Work to complete
In the entries below, find each line where the word "running" appears and give only the total count of such lines.
-------- Data to use --------
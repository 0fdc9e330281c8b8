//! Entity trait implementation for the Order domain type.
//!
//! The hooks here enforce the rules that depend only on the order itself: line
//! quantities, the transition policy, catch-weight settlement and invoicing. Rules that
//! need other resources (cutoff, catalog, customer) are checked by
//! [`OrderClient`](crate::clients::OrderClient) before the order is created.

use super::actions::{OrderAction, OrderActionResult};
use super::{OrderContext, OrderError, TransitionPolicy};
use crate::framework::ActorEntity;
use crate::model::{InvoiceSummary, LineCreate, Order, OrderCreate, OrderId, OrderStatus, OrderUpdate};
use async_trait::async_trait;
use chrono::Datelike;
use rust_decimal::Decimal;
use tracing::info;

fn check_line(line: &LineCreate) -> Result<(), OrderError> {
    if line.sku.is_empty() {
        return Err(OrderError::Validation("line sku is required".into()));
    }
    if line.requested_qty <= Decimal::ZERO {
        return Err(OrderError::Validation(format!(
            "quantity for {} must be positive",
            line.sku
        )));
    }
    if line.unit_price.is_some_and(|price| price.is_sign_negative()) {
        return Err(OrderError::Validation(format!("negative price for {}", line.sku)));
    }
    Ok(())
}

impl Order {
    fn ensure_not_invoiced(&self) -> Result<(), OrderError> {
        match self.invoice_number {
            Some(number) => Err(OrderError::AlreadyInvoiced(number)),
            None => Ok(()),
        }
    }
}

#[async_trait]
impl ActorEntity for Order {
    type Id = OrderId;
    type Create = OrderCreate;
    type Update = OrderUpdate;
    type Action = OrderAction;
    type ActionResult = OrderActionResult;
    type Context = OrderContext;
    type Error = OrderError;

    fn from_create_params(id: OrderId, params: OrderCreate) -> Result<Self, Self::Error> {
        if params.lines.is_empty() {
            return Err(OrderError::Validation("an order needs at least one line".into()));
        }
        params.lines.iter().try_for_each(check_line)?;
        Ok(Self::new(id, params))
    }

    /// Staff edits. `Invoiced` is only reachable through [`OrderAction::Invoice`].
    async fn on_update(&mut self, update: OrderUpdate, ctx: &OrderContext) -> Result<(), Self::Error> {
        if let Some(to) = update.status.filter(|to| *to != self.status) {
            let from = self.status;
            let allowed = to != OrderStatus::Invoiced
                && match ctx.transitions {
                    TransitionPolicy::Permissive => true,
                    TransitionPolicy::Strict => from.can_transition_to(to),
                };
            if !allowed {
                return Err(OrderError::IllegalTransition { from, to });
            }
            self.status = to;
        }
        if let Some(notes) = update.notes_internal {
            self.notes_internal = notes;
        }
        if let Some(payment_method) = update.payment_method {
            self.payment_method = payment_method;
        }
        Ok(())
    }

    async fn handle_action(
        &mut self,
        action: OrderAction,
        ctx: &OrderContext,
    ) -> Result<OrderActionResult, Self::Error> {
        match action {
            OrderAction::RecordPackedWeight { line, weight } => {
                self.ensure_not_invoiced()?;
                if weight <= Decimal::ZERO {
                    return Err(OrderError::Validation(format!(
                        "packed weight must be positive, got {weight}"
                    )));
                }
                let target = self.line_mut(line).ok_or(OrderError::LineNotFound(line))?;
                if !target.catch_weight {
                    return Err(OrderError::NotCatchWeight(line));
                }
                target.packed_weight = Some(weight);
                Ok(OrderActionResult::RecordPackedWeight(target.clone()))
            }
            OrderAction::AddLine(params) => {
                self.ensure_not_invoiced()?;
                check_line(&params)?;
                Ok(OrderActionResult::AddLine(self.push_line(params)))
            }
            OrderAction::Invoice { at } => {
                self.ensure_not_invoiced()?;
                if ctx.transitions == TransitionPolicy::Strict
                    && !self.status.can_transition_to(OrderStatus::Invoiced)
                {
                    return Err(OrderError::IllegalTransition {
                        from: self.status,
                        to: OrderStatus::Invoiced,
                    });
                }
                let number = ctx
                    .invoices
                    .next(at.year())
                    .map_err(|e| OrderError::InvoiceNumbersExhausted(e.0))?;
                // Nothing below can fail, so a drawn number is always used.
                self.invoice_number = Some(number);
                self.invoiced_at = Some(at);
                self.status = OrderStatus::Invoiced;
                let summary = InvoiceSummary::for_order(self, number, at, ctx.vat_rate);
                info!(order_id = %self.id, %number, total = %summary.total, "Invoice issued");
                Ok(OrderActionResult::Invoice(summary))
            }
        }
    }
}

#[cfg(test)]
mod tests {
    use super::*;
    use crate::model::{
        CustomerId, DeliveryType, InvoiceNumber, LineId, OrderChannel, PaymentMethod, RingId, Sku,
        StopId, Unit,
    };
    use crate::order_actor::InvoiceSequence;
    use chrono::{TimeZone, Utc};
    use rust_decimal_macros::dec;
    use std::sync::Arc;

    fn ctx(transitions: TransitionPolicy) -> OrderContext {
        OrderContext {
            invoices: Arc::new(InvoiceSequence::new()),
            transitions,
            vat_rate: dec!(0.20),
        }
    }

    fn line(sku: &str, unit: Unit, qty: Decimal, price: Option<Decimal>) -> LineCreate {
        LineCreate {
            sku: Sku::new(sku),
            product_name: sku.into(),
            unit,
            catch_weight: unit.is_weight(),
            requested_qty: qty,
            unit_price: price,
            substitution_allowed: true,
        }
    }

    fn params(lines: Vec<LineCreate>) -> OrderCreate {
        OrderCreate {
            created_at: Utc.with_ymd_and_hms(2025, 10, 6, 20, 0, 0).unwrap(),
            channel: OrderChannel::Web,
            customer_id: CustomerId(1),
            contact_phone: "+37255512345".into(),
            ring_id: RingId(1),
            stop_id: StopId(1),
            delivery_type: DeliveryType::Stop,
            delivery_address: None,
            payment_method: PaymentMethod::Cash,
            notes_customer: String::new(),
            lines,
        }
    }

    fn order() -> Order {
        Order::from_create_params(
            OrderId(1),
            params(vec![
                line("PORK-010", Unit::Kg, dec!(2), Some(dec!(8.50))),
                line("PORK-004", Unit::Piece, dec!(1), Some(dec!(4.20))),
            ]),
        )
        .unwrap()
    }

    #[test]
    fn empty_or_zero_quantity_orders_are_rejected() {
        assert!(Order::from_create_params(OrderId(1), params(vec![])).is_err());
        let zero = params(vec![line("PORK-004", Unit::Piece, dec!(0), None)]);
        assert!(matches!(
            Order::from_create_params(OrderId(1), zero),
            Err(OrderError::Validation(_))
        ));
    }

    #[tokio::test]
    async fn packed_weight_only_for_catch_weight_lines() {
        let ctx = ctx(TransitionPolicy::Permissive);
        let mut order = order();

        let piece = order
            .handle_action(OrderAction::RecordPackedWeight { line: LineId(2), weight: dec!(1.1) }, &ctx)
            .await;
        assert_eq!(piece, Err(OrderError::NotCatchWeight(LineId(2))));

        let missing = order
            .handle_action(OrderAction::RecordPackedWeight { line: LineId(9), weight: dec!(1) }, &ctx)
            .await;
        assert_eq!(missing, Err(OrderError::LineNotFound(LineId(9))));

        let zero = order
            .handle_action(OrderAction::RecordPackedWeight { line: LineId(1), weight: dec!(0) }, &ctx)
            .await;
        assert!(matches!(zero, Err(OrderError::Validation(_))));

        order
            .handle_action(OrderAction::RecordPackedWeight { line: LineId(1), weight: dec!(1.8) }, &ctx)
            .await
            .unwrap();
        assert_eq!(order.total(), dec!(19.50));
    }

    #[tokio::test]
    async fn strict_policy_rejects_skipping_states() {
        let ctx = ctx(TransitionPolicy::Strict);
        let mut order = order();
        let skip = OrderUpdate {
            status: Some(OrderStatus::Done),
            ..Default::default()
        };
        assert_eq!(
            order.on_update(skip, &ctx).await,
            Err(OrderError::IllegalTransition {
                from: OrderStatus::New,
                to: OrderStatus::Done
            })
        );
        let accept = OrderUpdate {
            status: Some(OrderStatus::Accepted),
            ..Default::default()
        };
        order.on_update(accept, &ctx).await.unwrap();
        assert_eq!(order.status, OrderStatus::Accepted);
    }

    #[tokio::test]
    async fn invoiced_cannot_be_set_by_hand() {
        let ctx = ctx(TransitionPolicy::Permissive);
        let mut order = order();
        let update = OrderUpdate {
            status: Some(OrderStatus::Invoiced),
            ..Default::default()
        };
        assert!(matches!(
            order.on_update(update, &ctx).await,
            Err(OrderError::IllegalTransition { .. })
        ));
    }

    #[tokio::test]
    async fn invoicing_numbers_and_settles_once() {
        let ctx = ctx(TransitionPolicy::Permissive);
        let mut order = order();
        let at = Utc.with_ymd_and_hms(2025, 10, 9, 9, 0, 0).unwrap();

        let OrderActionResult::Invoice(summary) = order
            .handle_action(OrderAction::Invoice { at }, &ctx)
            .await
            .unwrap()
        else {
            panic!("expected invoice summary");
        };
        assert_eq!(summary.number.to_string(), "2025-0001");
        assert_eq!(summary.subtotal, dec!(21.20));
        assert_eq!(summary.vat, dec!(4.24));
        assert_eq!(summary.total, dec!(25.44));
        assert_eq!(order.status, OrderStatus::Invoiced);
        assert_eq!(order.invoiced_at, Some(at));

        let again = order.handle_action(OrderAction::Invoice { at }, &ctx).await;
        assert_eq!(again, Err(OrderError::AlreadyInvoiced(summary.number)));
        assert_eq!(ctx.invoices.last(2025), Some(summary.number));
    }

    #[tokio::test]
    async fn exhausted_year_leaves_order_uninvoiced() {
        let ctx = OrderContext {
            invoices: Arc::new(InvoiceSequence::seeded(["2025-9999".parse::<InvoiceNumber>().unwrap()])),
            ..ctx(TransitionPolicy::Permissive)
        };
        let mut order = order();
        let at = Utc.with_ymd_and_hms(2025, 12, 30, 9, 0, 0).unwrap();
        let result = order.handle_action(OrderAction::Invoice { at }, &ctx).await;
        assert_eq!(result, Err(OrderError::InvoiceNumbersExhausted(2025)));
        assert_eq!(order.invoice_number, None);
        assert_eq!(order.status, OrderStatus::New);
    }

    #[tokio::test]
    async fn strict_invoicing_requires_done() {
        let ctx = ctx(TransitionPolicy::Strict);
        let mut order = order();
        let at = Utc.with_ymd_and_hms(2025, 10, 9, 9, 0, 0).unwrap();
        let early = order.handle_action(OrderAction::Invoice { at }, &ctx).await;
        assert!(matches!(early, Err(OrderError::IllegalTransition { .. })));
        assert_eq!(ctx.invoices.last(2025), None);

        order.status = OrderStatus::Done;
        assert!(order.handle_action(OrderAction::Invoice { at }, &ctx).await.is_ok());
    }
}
--------
-------- Data to use --------
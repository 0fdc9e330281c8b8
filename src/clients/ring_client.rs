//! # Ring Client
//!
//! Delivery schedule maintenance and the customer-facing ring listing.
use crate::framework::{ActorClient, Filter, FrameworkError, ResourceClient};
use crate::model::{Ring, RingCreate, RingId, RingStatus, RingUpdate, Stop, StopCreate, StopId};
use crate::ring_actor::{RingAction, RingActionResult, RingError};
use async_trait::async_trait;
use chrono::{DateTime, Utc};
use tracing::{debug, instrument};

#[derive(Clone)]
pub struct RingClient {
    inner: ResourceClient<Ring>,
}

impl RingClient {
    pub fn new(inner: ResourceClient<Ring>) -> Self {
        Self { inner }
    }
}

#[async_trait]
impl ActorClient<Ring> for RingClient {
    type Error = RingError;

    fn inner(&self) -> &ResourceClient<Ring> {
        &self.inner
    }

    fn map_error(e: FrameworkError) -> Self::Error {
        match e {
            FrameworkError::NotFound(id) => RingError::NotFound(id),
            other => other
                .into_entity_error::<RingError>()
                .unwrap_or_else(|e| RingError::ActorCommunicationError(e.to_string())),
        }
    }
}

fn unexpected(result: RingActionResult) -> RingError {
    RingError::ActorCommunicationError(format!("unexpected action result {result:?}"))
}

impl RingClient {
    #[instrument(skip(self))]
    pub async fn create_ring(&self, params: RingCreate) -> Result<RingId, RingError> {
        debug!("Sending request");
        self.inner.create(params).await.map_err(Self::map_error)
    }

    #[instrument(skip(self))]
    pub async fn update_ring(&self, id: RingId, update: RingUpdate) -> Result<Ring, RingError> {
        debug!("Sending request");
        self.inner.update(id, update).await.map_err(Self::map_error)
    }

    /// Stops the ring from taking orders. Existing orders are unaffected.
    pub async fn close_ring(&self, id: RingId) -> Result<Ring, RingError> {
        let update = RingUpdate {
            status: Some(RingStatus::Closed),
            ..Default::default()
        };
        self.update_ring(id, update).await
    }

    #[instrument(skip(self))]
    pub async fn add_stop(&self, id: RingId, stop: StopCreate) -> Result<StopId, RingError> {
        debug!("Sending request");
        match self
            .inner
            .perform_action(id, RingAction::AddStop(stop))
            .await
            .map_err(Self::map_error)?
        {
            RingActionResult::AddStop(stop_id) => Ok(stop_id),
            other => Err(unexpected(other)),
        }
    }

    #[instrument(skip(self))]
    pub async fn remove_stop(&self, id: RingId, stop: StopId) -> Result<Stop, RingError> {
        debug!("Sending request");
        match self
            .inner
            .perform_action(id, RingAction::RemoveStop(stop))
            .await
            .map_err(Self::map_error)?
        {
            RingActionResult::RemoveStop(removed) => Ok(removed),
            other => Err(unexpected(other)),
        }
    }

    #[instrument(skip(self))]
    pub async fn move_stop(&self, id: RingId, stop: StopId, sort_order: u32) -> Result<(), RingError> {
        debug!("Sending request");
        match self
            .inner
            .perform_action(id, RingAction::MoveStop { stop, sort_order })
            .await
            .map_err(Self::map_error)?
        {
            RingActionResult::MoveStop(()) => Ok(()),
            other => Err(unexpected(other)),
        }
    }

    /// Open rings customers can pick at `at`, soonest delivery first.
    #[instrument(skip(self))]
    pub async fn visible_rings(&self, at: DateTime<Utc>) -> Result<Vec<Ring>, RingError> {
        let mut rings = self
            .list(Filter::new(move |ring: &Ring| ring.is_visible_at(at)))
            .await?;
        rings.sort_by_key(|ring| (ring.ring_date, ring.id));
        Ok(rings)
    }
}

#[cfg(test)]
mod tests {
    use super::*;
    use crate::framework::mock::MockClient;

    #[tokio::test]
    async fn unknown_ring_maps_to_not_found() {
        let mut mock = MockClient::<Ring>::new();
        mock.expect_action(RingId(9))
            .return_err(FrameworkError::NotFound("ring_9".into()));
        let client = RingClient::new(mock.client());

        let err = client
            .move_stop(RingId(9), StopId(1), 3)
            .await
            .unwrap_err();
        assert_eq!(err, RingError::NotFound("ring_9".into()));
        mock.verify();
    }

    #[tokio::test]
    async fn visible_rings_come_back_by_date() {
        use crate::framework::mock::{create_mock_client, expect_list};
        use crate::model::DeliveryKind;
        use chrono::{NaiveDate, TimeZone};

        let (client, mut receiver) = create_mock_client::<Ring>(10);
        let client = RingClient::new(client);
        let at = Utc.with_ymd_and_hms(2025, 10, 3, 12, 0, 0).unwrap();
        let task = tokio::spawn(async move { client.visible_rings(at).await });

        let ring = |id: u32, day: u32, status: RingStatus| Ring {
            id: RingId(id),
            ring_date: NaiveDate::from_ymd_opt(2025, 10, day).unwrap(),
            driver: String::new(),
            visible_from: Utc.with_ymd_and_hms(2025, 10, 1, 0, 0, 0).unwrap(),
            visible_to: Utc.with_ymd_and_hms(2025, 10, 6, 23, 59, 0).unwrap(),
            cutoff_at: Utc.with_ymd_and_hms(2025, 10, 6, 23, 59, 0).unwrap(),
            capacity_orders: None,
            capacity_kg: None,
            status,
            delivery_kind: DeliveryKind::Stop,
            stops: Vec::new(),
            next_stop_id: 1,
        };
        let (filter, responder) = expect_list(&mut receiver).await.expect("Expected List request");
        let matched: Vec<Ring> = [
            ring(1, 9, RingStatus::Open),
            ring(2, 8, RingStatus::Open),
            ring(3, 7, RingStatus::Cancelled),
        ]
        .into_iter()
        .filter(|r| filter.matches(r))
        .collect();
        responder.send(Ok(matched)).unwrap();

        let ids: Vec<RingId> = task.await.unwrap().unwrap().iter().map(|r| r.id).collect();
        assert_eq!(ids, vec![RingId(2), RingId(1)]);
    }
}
--------
-------- Data to use --------
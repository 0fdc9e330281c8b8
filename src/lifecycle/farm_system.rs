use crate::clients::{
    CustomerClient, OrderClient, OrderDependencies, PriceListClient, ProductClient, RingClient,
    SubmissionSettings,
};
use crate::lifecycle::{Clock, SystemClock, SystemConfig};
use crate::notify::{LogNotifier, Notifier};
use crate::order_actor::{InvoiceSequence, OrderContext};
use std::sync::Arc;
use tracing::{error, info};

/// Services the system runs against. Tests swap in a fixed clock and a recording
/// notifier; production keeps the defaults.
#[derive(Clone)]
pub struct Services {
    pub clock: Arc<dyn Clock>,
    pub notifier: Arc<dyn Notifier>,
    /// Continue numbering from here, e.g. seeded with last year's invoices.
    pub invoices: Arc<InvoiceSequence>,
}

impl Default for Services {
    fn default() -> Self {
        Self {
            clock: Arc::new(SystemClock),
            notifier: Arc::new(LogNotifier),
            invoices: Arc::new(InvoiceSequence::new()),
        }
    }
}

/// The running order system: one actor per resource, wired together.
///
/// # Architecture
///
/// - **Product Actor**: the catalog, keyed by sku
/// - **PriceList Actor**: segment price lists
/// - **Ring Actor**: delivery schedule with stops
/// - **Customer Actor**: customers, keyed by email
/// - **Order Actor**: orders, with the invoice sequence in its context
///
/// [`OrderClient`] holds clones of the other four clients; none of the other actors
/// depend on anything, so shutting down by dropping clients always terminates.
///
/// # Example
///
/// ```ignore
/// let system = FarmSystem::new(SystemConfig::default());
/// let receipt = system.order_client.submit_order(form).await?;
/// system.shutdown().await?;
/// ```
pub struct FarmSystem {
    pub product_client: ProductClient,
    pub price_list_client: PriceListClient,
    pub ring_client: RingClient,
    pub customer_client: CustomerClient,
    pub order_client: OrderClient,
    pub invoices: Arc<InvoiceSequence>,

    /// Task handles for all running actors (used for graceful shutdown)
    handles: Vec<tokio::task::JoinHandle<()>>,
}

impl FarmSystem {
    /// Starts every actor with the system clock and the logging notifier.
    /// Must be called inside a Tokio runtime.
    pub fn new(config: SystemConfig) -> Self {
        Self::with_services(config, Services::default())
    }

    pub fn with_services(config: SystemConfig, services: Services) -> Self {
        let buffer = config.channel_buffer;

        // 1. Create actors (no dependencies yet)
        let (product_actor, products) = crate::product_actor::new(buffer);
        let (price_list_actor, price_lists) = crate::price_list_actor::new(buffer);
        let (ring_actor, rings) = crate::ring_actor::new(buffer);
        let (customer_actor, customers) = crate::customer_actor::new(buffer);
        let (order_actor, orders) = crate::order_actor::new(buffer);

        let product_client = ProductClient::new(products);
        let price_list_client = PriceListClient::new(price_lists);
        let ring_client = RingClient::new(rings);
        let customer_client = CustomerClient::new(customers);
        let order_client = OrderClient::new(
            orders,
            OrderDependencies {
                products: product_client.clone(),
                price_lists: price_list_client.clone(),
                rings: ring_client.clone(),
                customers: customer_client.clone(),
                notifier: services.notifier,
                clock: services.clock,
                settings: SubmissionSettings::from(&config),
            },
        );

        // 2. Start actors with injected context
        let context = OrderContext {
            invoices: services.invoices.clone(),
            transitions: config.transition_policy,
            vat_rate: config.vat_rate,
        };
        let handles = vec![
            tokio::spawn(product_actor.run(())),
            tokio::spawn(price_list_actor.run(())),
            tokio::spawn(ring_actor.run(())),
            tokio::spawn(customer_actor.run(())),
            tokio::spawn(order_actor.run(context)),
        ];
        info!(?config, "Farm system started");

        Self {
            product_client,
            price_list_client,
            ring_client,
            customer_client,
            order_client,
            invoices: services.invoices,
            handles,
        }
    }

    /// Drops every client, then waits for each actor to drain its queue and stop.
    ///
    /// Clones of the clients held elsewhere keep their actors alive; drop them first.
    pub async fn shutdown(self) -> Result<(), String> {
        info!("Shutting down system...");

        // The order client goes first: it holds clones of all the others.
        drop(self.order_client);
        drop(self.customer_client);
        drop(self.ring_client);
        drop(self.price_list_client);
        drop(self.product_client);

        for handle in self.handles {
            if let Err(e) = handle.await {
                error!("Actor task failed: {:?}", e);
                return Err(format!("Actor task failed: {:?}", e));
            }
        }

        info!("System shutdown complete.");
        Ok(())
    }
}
--------
Answer box
2